WP4: Meta-learning with meta-features and augmentation
WP4 focuses on developing methods to enable accurate transfer of robotic policies in real-world household environments through advanced meta-learning techniques. The goal is to make learned behaviors adapt quickly and safely to new homes, object arrangements, and interaction dynamics without requiring extensive retraining or perfectly curated demonstrations. To achieve this, WP4 investigates meta-learning across diverse simulated environments. A key innovation is the development of novel end-to-end methods to compute environment meta-features that enhance policy transfer efficiency. Additionally, WP4 explores the generation of synthetic, varied simulated environments to facilitate faster and more reliable transfer from simulation to real-world settings. This work is crucial for enabling scalable, adaptable, and safe assistive robots that can operate effectively in dynamic household environments.
Recent Highlights from WP4
WP4 worked on meta-learning for task sequencing by creating synthetic graph-based sequencing environments, defining utility scores for (partial) sequences, and successfully meta-learning a Transformer-based sequencing policy that can choose good next tasks even from suboptimal context. In parallel, they improved cross-episode Meta-RL efficiency by shifting the outer loop from on-policy (PPO) to off-policy (SAC), achieving ~2.5× faster learning on ML1 Reach and SOTA performance on ML1 Push from the MetaWorld benchmark, while noting memory limits as task diversity grows (replay buffers become a bottleneck). Next steps include extending the utility function to enable mid-sequence recovery and exploring how these sequencing strategies can support WP1 with less reliance on optimal trajectories.


WP5: Meta-learning with dynamic algorithm configuration for reinforcement learning
The WP5 focuses on enhancing learning efficiency by enabling dynamic configuration of learning agents, allowing their learning parameters to be adapted on-the-fly to the task at hand. This is essential because deep reinforcement learning (RL) algorithms, which often underpin robot learning, are highly sensitive to their configurations. Unlike many other machine learning settings, the data from which we learn changes continuously during the learning process. These changes arise both from learning to solve new tasks and from exploring different behaviors within the same task. Consequently, different stages of learning require different algorithm configurations to achieve optimal results. If this adaptation is not carefully managed, it can severely hinder or even prevent successful learning.

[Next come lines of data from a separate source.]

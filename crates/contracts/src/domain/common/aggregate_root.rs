use super::EntityMetadata;

/// Трейт для корня агрегата
///
/// Определяет обязательные методы и метаданные для всех агрегатов системы
pub trait AggregateRoot {
    /// Тип идентификатора агрегата
    type Id;

    // ============================================================================
    // Методы экземпляра (данные конкретной записи)
    // ============================================================================

    /// Получить ID записи
    fn id(&self) -> Self::Id;

    /// Получить название записи
    fn name(&self) -> &str;

    /// Получить метаданные жизненного цикла
    fn metadata(&self) -> &EntityMetadata;

    /// Получить изменяемые метаданные
    fn metadata_mut(&mut self) -> &mut EntityMetadata;

    // ============================================================================
    // Метаданные класса агрегата (статические данные)
    // ============================================================================

    /// Индекс агрегата в системе (например, "a002")
    fn aggregate_index() -> &'static str;

    /// Имя коллекции для БД (например, "price_list")
    fn collection_name() -> &'static str;

    // ============================================================================
    // Методы с реализацией по умолчанию
    // ============================================================================

    /// Полное имя агрегата для системы (например, "a002_price_list")
    fn full_name() -> String {
        format!("{}_{}", Self::aggregate_index(), Self::collection_name())
    }

    /// Префикс для таблиц БД (например, "a002_price_list_")
    fn table_prefix() -> String {
        format!("{}_", Self::full_name())
    }
}
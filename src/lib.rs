// Pleading analyzer: court-pleading text, legal fields and named entities
pub mod debug_capture;

pub mod config;
pub mod document;
pub mod entities;
pub mod export;
pub mod fields;
pub mod pipeline;
pub mod text_extraction;
pub mod types;

pub use config::AnalyzerConfig;
pub use document::{Document, DocumentFormat};
pub use entities::{extract_named_entities, EntityMap, NerBackend};
pub use export::{to_csv, to_json};
pub use fields::{extract_info, FieldSet, FieldValue};
pub use pipeline::{Analysis, Analyzer};
pub use types::{AnalyzerError, Result};
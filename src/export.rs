// CSV / JSON export of the merged field + entity mapping
use serde_json::{Map, Value};
use std::fs;
use std::path::{Path, PathBuf};

use crate::config::OutputConfig;
use crate::debug_warn;
use crate::entities::EntityMap;
use crate::fields::FieldSet;
use crate::types::Result;

/// Fields first in rule order, then entity labels. A label equal to a field
/// name replaces that field's value in place.
pub fn merge(fields: &FieldSet, entities: &EntityMap) -> Map<String, Value> {
    let mut merged = Map::new();
    for (name, value) in fields.iter() {
        merged.insert(name.to_string(), serde_json::to_value(value).unwrap_or(Value::Null));
    }
    for (label, texts) in entities {
        let list = Value::Array(texts.iter().cloned().map(Value::String).collect());
        if merged.insert(label.clone(), list).is_some() {
            debug_warn!("entity label {:?} overwrote the field of the same name", label);
        }
    }
    merged
}

/// Header-less `key,value` rows. Lists are JSON-encoded into the cell and
/// null becomes an empty cell.
pub fn to_csv(data: &Map<String, Value>) -> Result<String> {
    let mut writer = csv::WriterBuilder::new()
        .has_headers(false)
        .terminator(csv::Terminator::CRLF)
        .from_writer(Vec::new());

    for (key, value) in data {
        let cell = match value {
            Value::Null => String::new(),
            Value::String(s) => s.clone(),
            other => serde_json::to_string(other)?,
        };
        writer.write_record([key.as_str(), cell.as_str()])?;
    }

    let bytes = writer
        .into_inner()
        .map_err(|e| std::io::Error::new(std::io::ErrorKind::Other, e.to_string()))?;
    Ok(String::from_utf8_lossy(&bytes).into_owned())
}

/// Two-space indented JSON object
pub fn to_json(data: &Map<String, Value>) -> Result<String> {
    Ok(serde_json::to_string_pretty(data)?)
}

#[derive(Debug, Clone)]
pub struct Artifacts {
    pub csv_path: PathBuf,
    pub json_path: PathBuf,
}

pub fn write_artifacts(
    dir: &Path,
    output: &OutputConfig,
    data: &Map<String, Value>,
) -> Result<Artifacts> {
    fs::create_dir_all(dir)?;
    let csv_path = dir.join(&output.csv_name);
    let json_path = dir.join(&output.json_name);
    fs::write(&csv_path, to_csv(data)?)?;
    fs::write(&json_path, to_json(data)?)?;
    Ok(Artifacts { csv_path, json_path })
}

#[cfg(test)]
mod tests {
    use super::*;
    use crate::fields::extract_info;
    use std::collections::BTreeSet;

    fn entities(pairs: &[(&str, &[&str])]) -> EntityMap {
        pairs
            .iter()
            .map(|(label, texts)| {
                (label.to_string(), texts.iter().map(|t| t.to_string()).collect::<BTreeSet<_>>())
            })
            .collect()
    }

    #[test]
    fn test_merge_orders_fields_then_labels() {
        let fields = extract_info("Case No: 7\n");
        let labels = entities(&[("PERSON", &["Jane Doe"]), ("DATE", &["May 1, 2020"])]);
        let merged = merge(&fields, &labels);

        let keys: Vec<&str> = merged.keys().map(String::as_str).collect();
        assert_eq!(keys.len(), 12);
        assert_eq!(keys[0], "case_number");
        assert_eq!(&keys[10..], ["DATE", "PERSON"]);
    }

    #[test]
    fn test_entity_label_overwrites_field() {
        let fields = extract_info("Plaintiff: Jane Doe\n");
        let merged = merge(&fields, &entities(&[("plaintiff", &["Someone Else"])]));

        assert_eq!(merged.len(), 10);
        assert_eq!(merged["plaintiff"], serde_json::json!(["Someone Else"]));
        // position is kept
        assert_eq!(merged.keys().nth(6).map(String::as_str), Some("plaintiff"));
    }

    #[test]
    fn test_csv_rows() {
        let mut data = Map::new();
        data.insert("case_number".into(), Value::String("Case No: 7".into()));
        data.insert("court_name".into(), Value::Null);
        data.insert("plaintiff".into(), serde_json::json!(["Jane Doe", "John Roe"]));
        data.insert("defendant".into(), serde_json::json!([]));

        let csv = to_csv(&data).unwrap();
        assert_eq!(
            csv,
            "case_number,Case No: 7\r\n\
             court_name,\r\n\
             plaintiff,\"[\"\"Jane Doe\"\",\"\"John Roe\"\"]\"\r\n\
             defendant,[]\r\n"
        );
    }

    #[test]
    fn test_csv_quotes_multiline_values() {
        let mut data = Map::new();
        data.insert(
            "attorney_info".into(),
            Value::String("Attorney for Plaintiff\nMary Major".into()),
        );
        let csv = to_csv(&data).unwrap();
        assert_eq!(csv, "attorney_info,\"Attorney for Plaintiff\nMary Major\"\r\n");
    }

    #[test]
    fn test_json_two_space_indent() {
        let mut data = Map::new();
        data.insert("case_number".into(), Value::Null);
        data.insert("plaintiff".into(), serde_json::json!(["Jane Doe"]));

        let json = to_json(&data).unwrap();
        assert_eq!(
            json,
            "{\n  \"case_number\": null,\n  \"plaintiff\": [\n    \"Jane Doe\"\n  ]\n}"
        );
    }

    #[test]
    fn test_write_artifacts() {
        let dir = tempfile::tempdir().unwrap();
        let merged = merge(&extract_info("Case No: 7\n"), &EntityMap::new());
        let artifacts = write_artifacts(dir.path(), &OutputConfig::default(), &merged).unwrap();

        assert!(artifacts.csv_path.ends_with("extracted_info.csv"));
        let json: Map<String, Value> =
            serde_json::from_str(&fs::read_to_string(&artifacts.json_path).unwrap()).unwrap();
        assert_eq!(json, merged);
    }
}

To enable efficient, scalable, and robust learning, we first focus on identifying suitable meta-features that facilitate transfer of configuration policies across varying problems and environments. Building on this, we aim to develop dynamic configuration policies that optimize reinforcement learning efficiency. The ultimate goal of this work package is to create dynamic configuration policies that are transferable even across vastly different problem environments.
Recent Highlights from WP5
WP5 (Dynamic Algorithm Configuration for RL) explored the effects of hyperparameter optimization on RL. Showing work on both hand-designed and inferred meta-features of environments, Dynamic Algorithm Configuration boosts adaptability and meta-learning in such parameterized environment settings with similar dynamics. Their current focus is on improving zero-shot generalization to novel environments with differing dynamics.